WHAT THE EXERCISE ASKS: In this exercise, every entry below is to be reproduced word for word.

PROVIDED DATA:
Start of Block

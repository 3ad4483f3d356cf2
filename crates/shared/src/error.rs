//! Application-wide error types.

use thiserror::Error;

/// Result type alias using `AppError`.
pub type AppResult<T> = Result<T, AppError>;

/// Application error types.
#[derive(Debug, Error)]
pub enum AppError {
    /// Authentication failed.
    #[error("Authentication failed: {0}")]
    Unauthorized(String),

    /// Resource not found.
    #[error("Not found: {0}")]
    NotFound(String),

    /// Validation error.
    #[error("Validation error: {0}")]
    Validation(String),

    /// Conflict (e.g., duplicate contact, already-paid ride).
    #[error("Conflict: {0}")]
    Conflict(String),

    /// Posted wallet balance does not cover the requested amount.
    #[error("Insufficient wallet balance")]
    InsufficientBalance,

    /// Wallet balance does not cover a payment that is required to proceed.
    #[error("Payment required: {0}")]
    PaymentRequired(String),

    /// Operator misconfiguration (missing account/journal/product setup).
    #[error("Configuration error: {0}")]
    Configuration(String),

    /// Database error.
    #[error("Database error: {0}")]
    Database(String),

    /// External service error.
    #[error("External service error: {0}")]
    ExternalService(String),

    /// Internal server error.
    #[error("Internal error: {0}")]
    Internal(String),
}

impl AppError {
    /// Returns the HTTP status code for this error.
    #[must_use]
    pub const fn status_code(&self) -> u16 {
        match self {
            Self::Unauthorized(_) => 401,
            Self::PaymentRequired(_) => 402,
            Self::NotFound(_) => 404,
            Self::Validation(_) => 400,
            Self::Conflict(_) | Self::InsufficientBalance => 409,
            Self::Configuration(_)
            | Self::Database(_)
            | Self::ExternalService(_)
            | Self::Internal(_) => 500,
        }
    }

    /// Returns the error code for API responses.
    #[must_use]
    pub const fn error_code(&self) -> &'static str {
        match self {
            Self::Unauthorized(_) => "UNAUTHORIZED",
            Self::PaymentRequired(_) => "PAYMENT_REQUIRED",
            Self::NotFound(_) => "NOT_FOUND",
            Self::Validation(_) => "VALIDATION_ERROR",
            Self::Conflict(_) => "CONFLICT",
            Self::InsufficientBalance => "INSUFFICIENT_WALLET_BALANCE",
            Self::Configuration(_) => "CONFIGURATION_ERROR",
            Self::Database(_) => "DATABASE_ERROR",
            Self::ExternalService(_) => "EXTERNAL_SERVICE_ERROR",
            Self::Internal(_) => "INTERNAL_ERROR",
        }
    }
}

#[cfg(test)]
mod tests {
    use super::*;

    #[test]
    fn test_error_status_codes() {
        assert_eq!(AppError::Unauthorized(String::new()).status_code(), 401);
        assert_eq!(AppError::PaymentRequired(String::new()).status_code(), 402);
        assert_eq!(AppError::NotFound(String::new()).status_code(), 404);
        assert_eq!(AppError::Validation(String::new()).status_code(), 400);
        assert_eq!(AppError::Conflict(String::new()).status_code(), 409);
        assert_eq!(AppError::InsufficientBalance.status_code(), 409);
        assert_eq!(AppError::Configuration(String::new()).status_code(), 500);
        assert_eq!(AppError::Database(String::new()).status_code(), 500);
        assert_eq!(AppError::ExternalService(String::new()).status_code(), 500);
        assert_eq!(AppError::Internal(String::new()).status_code(), 500);
    }

    #[test]
    fn test_error_codes() {
        assert_eq!(
            AppError::InsufficientBalance.error_code(),
            "INSUFFICIENT_WALLET_BALANCE"
        );
        assert_eq!(
            AppError::Configuration(String::new()).error_code(),
            "CONFIGURATION_ERROR"
        );
        assert_eq!(
            AppError::PaymentRequired(String::new()).error_code(),
            "PAYMENT_REQUIRED"
        );
        assert_eq!(AppError::Conflict(String::new()).error_code(), "CONFLICT");
    }

    #[test]
    fn test_error_display() {
        assert_eq!(
            AppError::Validation("amount must be greater than 0".into()).to_string(),
            "Validation error: amount must be greater than 0"
        );
        assert_eq!(
            AppError::InsufficientBalance.to_string(),
            "Insufficient wallet balance"
        );
        assert_eq!(
            AppError::Configuration("commission product not set".into()).to_string(),
            "Configuration error: commission product not set"
        );
    }
}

End of Block

EXPECTED ANSWER:
repository 3ad4483f3d356cf2
filename crates/shared/src/error.rs
//! Application-wide error types.

use thiserror::Error;

/// Result type alias using `AppError`.
pub type AppResult<T> = Result<T, AppError>;

/// Application error types.
#[derive(Debug, Error)]
pub enum AppError {
    /// Authentication failed.
    #[error("Authentication failed: {0}")]
    Unauthorized(String),

    /// Resource not found.
    #[error("Not found: {0}")]
    NotFound(String),

    /// Validation error.
    #[error("Validation error: {0}")]
    Validation(String),

    /// Conflict (e.g., duplicate contact, already-paid ride).
    #[error("Conflict: {0}")]
    Conflict(String),

    /// Posted wallet balance does not cover the requested amount.
    #[error("Insufficient wallet balance")]
    InsufficientBalance,

    /// Wallet balance does not cover a payment that is required to proceed.
    #[error("Payment required: {0}")]
    PaymentRequired(String),

    /// Operator misconfiguration (missing account/journal/product setup).
    #[error("Configuration error: {0}")]
    Configuration(String),

    /// Database error.
    #[error("Database error: {0}")]
    Database(String),

    /// External service error.
    #[error("External service error: {0}")]
    ExternalService(String),

    /// Internal server error.
    #[error("Internal error: {0}")]
    Internal(String),
}

impl AppError {
    /// Returns the HTTP status code for this error.
    #[must_use]
    pub const fn status_code(&self) -> u16 {
        match self {
            Self::Unauthorized(_) => 401,
            Self::PaymentRequired(_) => 402,
            Self::NotFound(_) => 404,
            Self::Validation(_) => 400,
            Self::Conflict(_) | Self::InsufficientBalance => 409,
            Self::Configuration(_)
            | Self::Database(_)
            | Self::ExternalService(_)
            | Self::Internal(_) => 500,
        }
    }

    /// Returns the error code for API responses.
    #[must_use]
    pub const fn error_code(&self) -> &'static str {
        match self {
            Self::Unauthorized(_) => "UNAUTHORIZED",
            Self::PaymentRequired(_) => "PAYMENT_REQUIRED",
            Self::NotFound(_) => "NOT_FOUND",
            Self::Validation(_) => "VALIDATION_ERROR",
            Self::Conflict(_) => "CONFLICT",
            Self::InsufficientBalance => "INSUFFICIENT_WALLET_BALANCE",
            Self::Configuration(_) => "CONFIGURATION_ERROR",
            Self::Database(_) => "DATABASE_ERROR",
            Self::ExternalService(_) => "EXTERNAL_SERVICE_ERROR",
            Self::Internal(_) => "INTERNAL_ERROR",
        }
    }
}

#[cfg(test)]
mod tests {
    use super::*;

    #[test]
    fn test_error_status_codes() {
        assert_eq!(AppError::Unauthorized(String::new()).status_code(), 401);
        assert_eq!(AppError::PaymentRequired(String::new()).status_code(), 402);
        assert_eq!(AppError::NotFound(String::new()).status_code(), 404);
        assert_eq!(AppError::Validation(String::new()).status_code(), 400);
        assert_eq!(AppError::Conflict(String::new()).status_code(), 409);
        assert_eq!(AppError::InsufficientBalance.status_code(), 409);
        assert_eq!(AppError::Configuration(String::new()).status_code(), 500);
        assert_eq!(AppError::Database(String::new()).status_code(), 500);
        assert_eq!(AppError::ExternalService(String::new()).status_code(), 500);
        assert_eq!(AppError::Internal(String::new()).status_code(), 500);
    }

    #[test]
    fn test_error_codes() {
        assert_eq!(
            AppError::InsufficientBalance.error_code(),
            "INSUFFICIENT_WALLET_BALANCE"
        );
        assert_eq!(
            AppError::Configuration(String::new()).error_code(),
            "CONFIGURATION_ERROR"
        );
        assert_eq!(
            AppError::PaymentRequired(String::new()).error_code(),
            "PAYMENT_REQUIRED"
        );
        assert_eq!(AppError::Conflict(String::new()).error_code(), "CONFLICT");
    }

    #[test]
    fn test_error_display() {
        assert_eq!(
            AppError::Validation("amount must be greater than 0".into()).to_string(),
            "Validation error: amount must be greater than 0"
        );
        assert_eq!(
            AppError::InsufficientBalance.to_string(),
            "Insufficient wallet balance"
        );
        assert_eq!(
            AppError::Configuration("commission product not set".into()).to_string(),
            "Configuration error: commission product not set"
        );
    }
}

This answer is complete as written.